Agatha896 · 25/11/2016 19:00

But you're missing the point re his mother WouldHave - its his job to make sure she spoke to the OP about his situation. He should have made it clear to his mother to explain if he felt unable to do so himself. The only reason she would feel awkward if is he'd told her not to say anything or hadn't mentioned it all. Either of these options are just plain wrong. Do you have children? Can you honestly imagine any reason that would make it ok for you to disappear from their lives with literally no explanation? It's not about mental or physical illness - its just about doing the right thing by your children, and by their mother.

loobyloo1234 · 25/11/2016 19:02

Everything Fontella said, on previous page I agree with. A pasting was not deserved

What kind of a man - ill or not - cuts contact with his DC without any notice? And even if he was ill, what kind of OW thinks 'do you know what, fuck my DH's ex and his kids, I won't bother telling her why we've cut contact' - don't even get me started on the MIL

There are many people at fault in this situation

OP - I do however agree with the PP in that I think your DP needs to take some of the strain here or fuck off to be quite honest. You also have to get over the OW's finances. They are not your concern. You have every right to be worried though, and every right to be upset about this situation

Rubyslippers7780 · 25/11/2016 19:06

I think you need to speak your ExMIL and say you have to go through legal. The access is agreed with the father not grandparents - what if something happened to children- who is legally responsible during this time? It's a horrible situation. He might be seriously ill and you can not support your children if he is...

Aderyn2016 · 25/11/2016 19:11

If my mil deliberately kept this info from me and my dc, she would be going nowhere near my dc. Access is for the father - the grandparents cannot just take over without a by your leave.

Finola1step · 25/11/2016 19:14

I completely agree with Fontella and to go even further, I think Little would be right to be suspicious. I was a teacher for many, many years. Under long existing guidelines commonly referred to as the "Burgundy Book", teachers are/were entitled to 20 weeks at full pay and then 20 weeks at half pay sick leave entitlement per year once they had completed 4 years of continuous service.
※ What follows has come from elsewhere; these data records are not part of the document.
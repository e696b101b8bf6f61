//! NDK wrapper naming and linker remediation
//! 
//! Builds the vendor wrapper path for a target and the shell commands that
//! put a target's linker overrides into the shape a mode expects.

use std::path::PathBuf;

use crate::env::{shell_export, shell_unset, HostEnv};
use crate::target::{ResolvedMode, TargetTriple, DEFAULT_WRAPPER_API, FALLBACK_COMPILER};

/// Placeholder used when `ANDROID_NDK_HOME` is not set
const NDK_HOME_PLACEHOLDER: &str = "$ANDROID_NDK_HOME";

/// Termux package providing the plain compiler
const TERMUX_CLANG_INSTALL: &str = "pkg install -y clang";

/// Detect the host platform tag of NDK prebuilts
pub fn host_tag() -> &'static str {
    if cfg!(windows) {
        "windows-x86_64"
    } else if cfg!(target_os = "macos") {
        "darwin-x86_64"
    } else {
        "linux-x86_64"
    }
}

/// NDK root from the environment, if set
pub fn ndk_home(env: &HostEnv) -> Option<PathBuf> {
    env.get("ANDROID_NDK_HOME")
        .or_else(|| env.get("NDK_HOME"))
        .map(PathBuf::from)
}

/// Full path of the vendor wrapper, rendered for display in shell commands
pub fn wrapper_path(target: TargetTriple, env: &HostEnv) -> String {
    let root = ndk_home(env)
        .map(|p| p.to_string_lossy().replace('\\', "/"))
        .unwrap_or_else(|| NDK_HOME_PLACEHOLDER.to_string());

    format!(
        "{}/toolchains/llvm/prebuilt/{}/bin/{}",
        root.trim_end_matches('/'),
        host_tag(),
        target.wrapper_filename(DEFAULT_WRAPPER_API)
    )
}

/// Commands that make the override variables match `mode`
pub fn linker_remediation(target: TargetTriple, mode: ResolvedMode, env: &HostEnv) -> Vec<String> {
    match mode {
        ResolvedMode::NativeInPlace => vec![
            shell_unset(&target.linker_env_var()),
            shell_unset(&target.cc_env_var()),
            TERMUX_CLANG_INSTALL.to_string(),
        ],
        ResolvedMode::CrossFromHost => {
            let wrapper = wrapper_path(target, env);
            vec![
                shell_export(&target.linker_env_var(), &wrapper),
                shell_export(&target.cc_env_var(), &wrapper),
            ]
        }
    }
}

/// Command installing the target's standard library
pub fn install_target_command(target: TargetTriple) -> String {
    format!("rustup target add {}", target)
}

/// Hint for a missing plain compiler
pub fn install_compiler_hint() -> String {
    format!("install `{}` ({})", FALLBACK_COMPILER, TERMUX_CLANG_INSTALL)
}
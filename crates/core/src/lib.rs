//! droid-preflight core - shared types
//! 
//! Error taxonomy, the findings accumulator and invocation options used by
//! every stage of a preflight run.

pub mod config;
pub mod error;
pub mod findings;

pub use config::PreflightOptions;
pub use error::{ErrorKind, PreflightError, Result};
pub use findings::Findings;

/// Crate version
pub const VERSION: &str = env!("CARGO_PKG_VERSION");
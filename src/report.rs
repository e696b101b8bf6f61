//! Run report
//!
//! One JSON record per invocation. Unpopulated fields serialize as `null`,
//! never as empty strings, and the file is written atomically.

use std::fmt::Write as _;
use std::io::Write;
use std::path::{Path, PathBuf};

use chrono::{SecondsFormat, Utc};
use serde::Serialize;
use tracing::{debug, info};

use droid_preflight_core::{ErrorKind, Findings, PreflightError, PreflightOptions};
use droid_preflight_toolchain::{EnvironmentClass, LinkerChain, ResolvedMode};

/// Schema tag written into every report
pub const REPORT_SCHEMA: &str = "droid-preflight.report.v1";

/// Overall outcome
#[derive(Debug, Clone, Copy, PartialEq, Eq, Serialize)]
#[serde(rename_all = "snake_case")]
pub enum RunStatus {
    Ok,
    Error,
}

/// Snapshot of one run
#[derive(Debug, Clone, Serialize)]
pub struct RunReport {
    pub schema: &'static str,
    pub tool_version: &'static str,
    /// RFC 3339, UTC
    pub generated_at: String,
    pub status: RunStatus,
    pub exit_code: i32,
    pub error: Option<String>,
    pub error_kind: Option<ErrorKind>,
    /// Target exactly as requested
    pub target: String,
    /// Canonical requested mode; null when the mode was not recognised
    pub requested_mode: Option<&'static str>,
    pub effective_mode: Option<ResolvedMode>,
    pub environment: Option<EnvironmentClass>,
    pub linker: Option<LinkerChain>,
    pub diagnose_log: Option<PathBuf>,
    pub check_command: Option<String>,
    pub check_exit_code: Option<i32>,
    #[serde(flatten)]
    pub findings: Findings,
}

/// Stage results gathered while a run progresses
#[derive(Debug, Default)]
pub struct RunState {
    pub findings: Findings,
    pub requested_mode: Option<&'static str>,
    pub effective_mode: Option<ResolvedMode>,
    pub environment: Option<EnvironmentClass>,
    pub linker: Option<LinkerChain>,
    pub check_command: Option<String>,
    pub check_exit_code: Option<i32>,
}

impl RunReport {
    /// Build the report at the end of a run
    pub fn from_run(options: &PreflightOptions, state: RunState, error: Option<&PreflightError>) -> Self {
        let (status, exit_code) = match error {
            None => (RunStatus::Ok, 0),
            Some(_) => (RunStatus::Error, 1),
        };

        Self {
            schema: REPORT_SCHEMA,
            tool_version: env!("CARGO_PKG_VERSION"),
            generated_at: Utc::now().to_rfc3339_opts(SecondsFormat::Secs, true),
            status,
            exit_code,
            error: error.map(PreflightError::user_message),
            error_kind: error.map(PreflightError::kind),
            target: options.target.clone(),
            requested_mode: state.requested_mode,
            effective_mode: state.effective_mode,
            environment: state.environment,
            linker: state.linker,
            diagnose_log: options.diagnose_log.clone(),
            check_command: state.check_command,
            check_exit_code: state.check_exit_code,
            findings: state.findings,
        }
    }

    pub fn is_success(&self) -> bool {
        self.status == RunStatus::Ok
    }

    /// Human-readable summary for the terminal
    pub fn summary(&self) -> String {
        let mut out = String::new();
        let _ = writeln!(out, "target:      {}", self.target);
        let _ = writeln!(
            out,
            "mode:        {} (requested {})",
            self.effective_mode.map(|m| m.as_str()).unwrap_or("unresolved"),
            self.requested_mode.unwrap_or("invalid")
        );
        if let Some(environment) = self.environment {
            let _ = writeln!(out, "environment: {}", environment.as_str());
        }
        if let Some(ref linker) = self.linker {
            let _ = writeln!(out, "linker:      {}", linker.effective_linker);
        }
        if let Some(ref command) = self.check_command {
            let _ = writeln!(out, "check:       {} -> {:?}", command, self.check_exit_code);
        }

        for warning in self.findings.warnings() {
            let _ = writeln!(out, "[warn] {}", warning);
        }
        for detection in self.findings.detections() {
            let _ = writeln!(out, "[detected] {}", detection);
        }
        if !self.findings.suggestions().is_empty() {
            let _ = writeln!(out, "suggested fix:");
            for suggestion in self.findings.suggestions() {
                let _ = writeln!(out, "  {}", suggestion);
            }
        }

        match self.error {
            Some(ref error) => {
                let _ = writeln!(out, "[error] {}", error);
            }
            None => {
                let _ = writeln!(out, "[ok] preflight passed");
            }
        }
        out
    }
}

/// Serialize and atomically write a report to `path`
pub fn write_report(report: &RunReport, path: &Path) -> Result<(), PreflightError> {
    let json = serde_json::to_string_pretty(report)?;

    let dir = path
        .parent()
        .filter(|p| !p.as_os_str().is_empty())
        .unwrap_or_else(|| Path::new("."));
    std::fs::create_dir_all(dir)?;

    let mut tmp = tempfile::NamedTempFile::new_in(dir)?;
    tmp.write_all(json.as_bytes())?;
    tmp.write_all(b"\n")?;
    tmp.as_file().sync_all()?;
    tmp.persist(path).map_err(|e| PreflightError::Io(e.error))?;

    debug!("Report bytes: {}", json.len());
    info!("Wrote report to {:?}", path);
    Ok(())
}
One of the reasons why I know this is because I had an extended period of sick leave due to depression. The illness is rife within the profession.

It could be that he has been ill and off sick for over 9 months, hence the SSP. It could be that he doesn't have any real length of service. Or his new school is an Academy that doesn't adhere to the "Burgundy Book" rules.

But if he is a long serving teacher in a local authority controlled school, chances are he has a decent sick pay package. So yes, I would be pushing for proof of his earnings.

MrsPeelyWally · 25/11/2016 19:33

I dont think the OP is being nasty or horrible. I think she's just honest enough to voice what others would think if the found themselves in then same circumstances whilst playing lip service to saying the right thing.

WouldHave · 25/11/2016 19:33

But you're missing the point re his mother WouldHave - its his job to make sure she spoke to the OP about his situation.

But how can he do that if he's mentally incapacitated or even sectioned?

The only reason she would feel awkward if is he'd told her not to say anything or hadn't mentioned it all.

No it isn't. All too many people think there's a stigma around mental illness.

Do you have children? Can you honestly imagine any reason that would make it ok for you to disappear from their lives with literally no explanation? It's not about mental or physical illness - its just about doing the right thing by your children, and by their mother.

Yes, I do have children, and yes, I can imagine a reason: if I'd suddenly been struck down with an illness that rendered it impossible for me to contact or communicate with them. I really don't understand why pp on here think that that can't happen.